BEGIN
use std::collections::HashMap;
use std::io::{Read, Write};

use eyre::Result;
use serde::{Deserialize, Serialize};
use trading_model::core::Date;
use trading_model::{AssetError, Sid};

/// One observation of the annual borrow rate of a sid.
#[derive(Debug, Clone, Copy, PartialEq, Serialize, Deserialize)]
pub struct BorrowFeeRow {
    pub date: Date,
    pub sid: Sid,
    pub fee_rate: f64,
}

/// Source of borrow rates.
///
/// Writes `date,sid,fee_rate` csv rows covering `[start, end]` to `sink`.
/// Raises [`AssetError::ProviderDataUnavailable`] when it has nothing for the query.
pub trait BorrowFeeProvider: Send {
    fn fetch(&mut self, sink: &mut dyn Write, start: Date, end: Date, sids: &[Sid]) -> Result<()>;
}

/// Reads what a provider wrote, keeping the latest observation of each sid.
///
/// Earlier rows of a window may carry stale placeholder rates, only the last
/// date counts.
pub fn parse_borrow_fee_rows(data: &[u8]) -> Result<HashMap<Sid, f64>> {
    let mut reader = csv::Reader::from_reader(data);
    let mut latest: HashMap<Sid, BorrowFeeRow> = HashMap::new();
    for row in reader.deserialize() {
        let row: BorrowFeeRow = row?;
        match latest.get(&row.sid) {
            Some(seen) if seen.date > row.date => {}
            _ => {
                latest.insert(row.sid, row);
            }
        }
    }
    Ok(latest.into_iter().map(|(sid, row)| (sid, row.fee_rate)).collect())
}

/// Serves borrow rates held in memory.
#[derive(Debug, Clone, Default)]
pub struct CsvBorrowFeeProvider {
    rows: Vec<BorrowFeeRow>,
}

impl CsvBorrowFeeProvider {
    pub fn new(rows: Vec<BorrowFeeRow>) -> Self {
        Self { rows }
    }
    /// Loads `date,sid,fee_rate` csv with a header line.
    pub fn from_reader(reader: impl Read) -> Result<Self> {
        let mut reader = csv::Reader::from_reader(reader);
        let rows = reader.deserialize().collect::<Result<Vec<BorrowFeeRow>, _>>()?;
        Ok(Self::new(rows))
    }
}

impl BorrowFeeProvider for CsvBorrowFeeProvider {
    fn fetch(&mut self, sink: &mut dyn Write, start: Date, end: Date, sids: &[Sid]) -> Result<()> {
        let rows = self
            .rows
            .iter()
            .filter(|r| start <= r.date && r.date <= end && sids.contains(&r.sid))
            .collect::<Vec<_>>();
        if rows.is_empty() {
            return Err(AssetError::ProviderDataUnavailable(format!("{sids:?} between {start} and {end}")).into());
        }
        let mut writer = csv::Writer::from_writer(sink);
        for row in rows {
            writer.serialize(row)?;
        }
        writer.flush()?;
        Ok(())
    }
}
END
_WHAT NEEDS TO BE DONE:_ Take the entries above and return only the lines from the one with "only the last" to the one with "a header line.", both included, unchanged.

_EXPECTED ANSWER:_
/// Earlier rows of a window may carry stale placeholder rates, only the last
/// date counts.
pub fn parse_borrow_fee_rows(data: &[u8]) -> Result<HashMap<Sid, f64>> {
    let mut reader = csv::Reader::from_reader(data);
    let mut latest: HashMap<Sid, BorrowFeeRow> = HashMap::new();
    for row in reader.deserialize() {
        let row: BorrowFeeRow = row?;
        match latest.get(&row.sid) {
            Some(seen) if seen.date > row.date => {}
            _ => {
                latest.insert(row.sid, row);
            }
        }
    }
    Ok(latest.into_iter().map(|(sid, row)| (sid, row.fee_rate)).collect())
}

/// Serves borrow rates held in memory.
#[derive(Debug, Clone, Default)]
pub struct CsvBorrowFeeProvider {
    rows: Vec<BorrowFeeRow>,
}

impl CsvBorrowFeeProvider {
    pub fn new(rows: Vec<BorrowFeeRow>) -> Self {
        Self { rows }
    }
    /// Loads `date,sid,fee_rate` csv with a header line.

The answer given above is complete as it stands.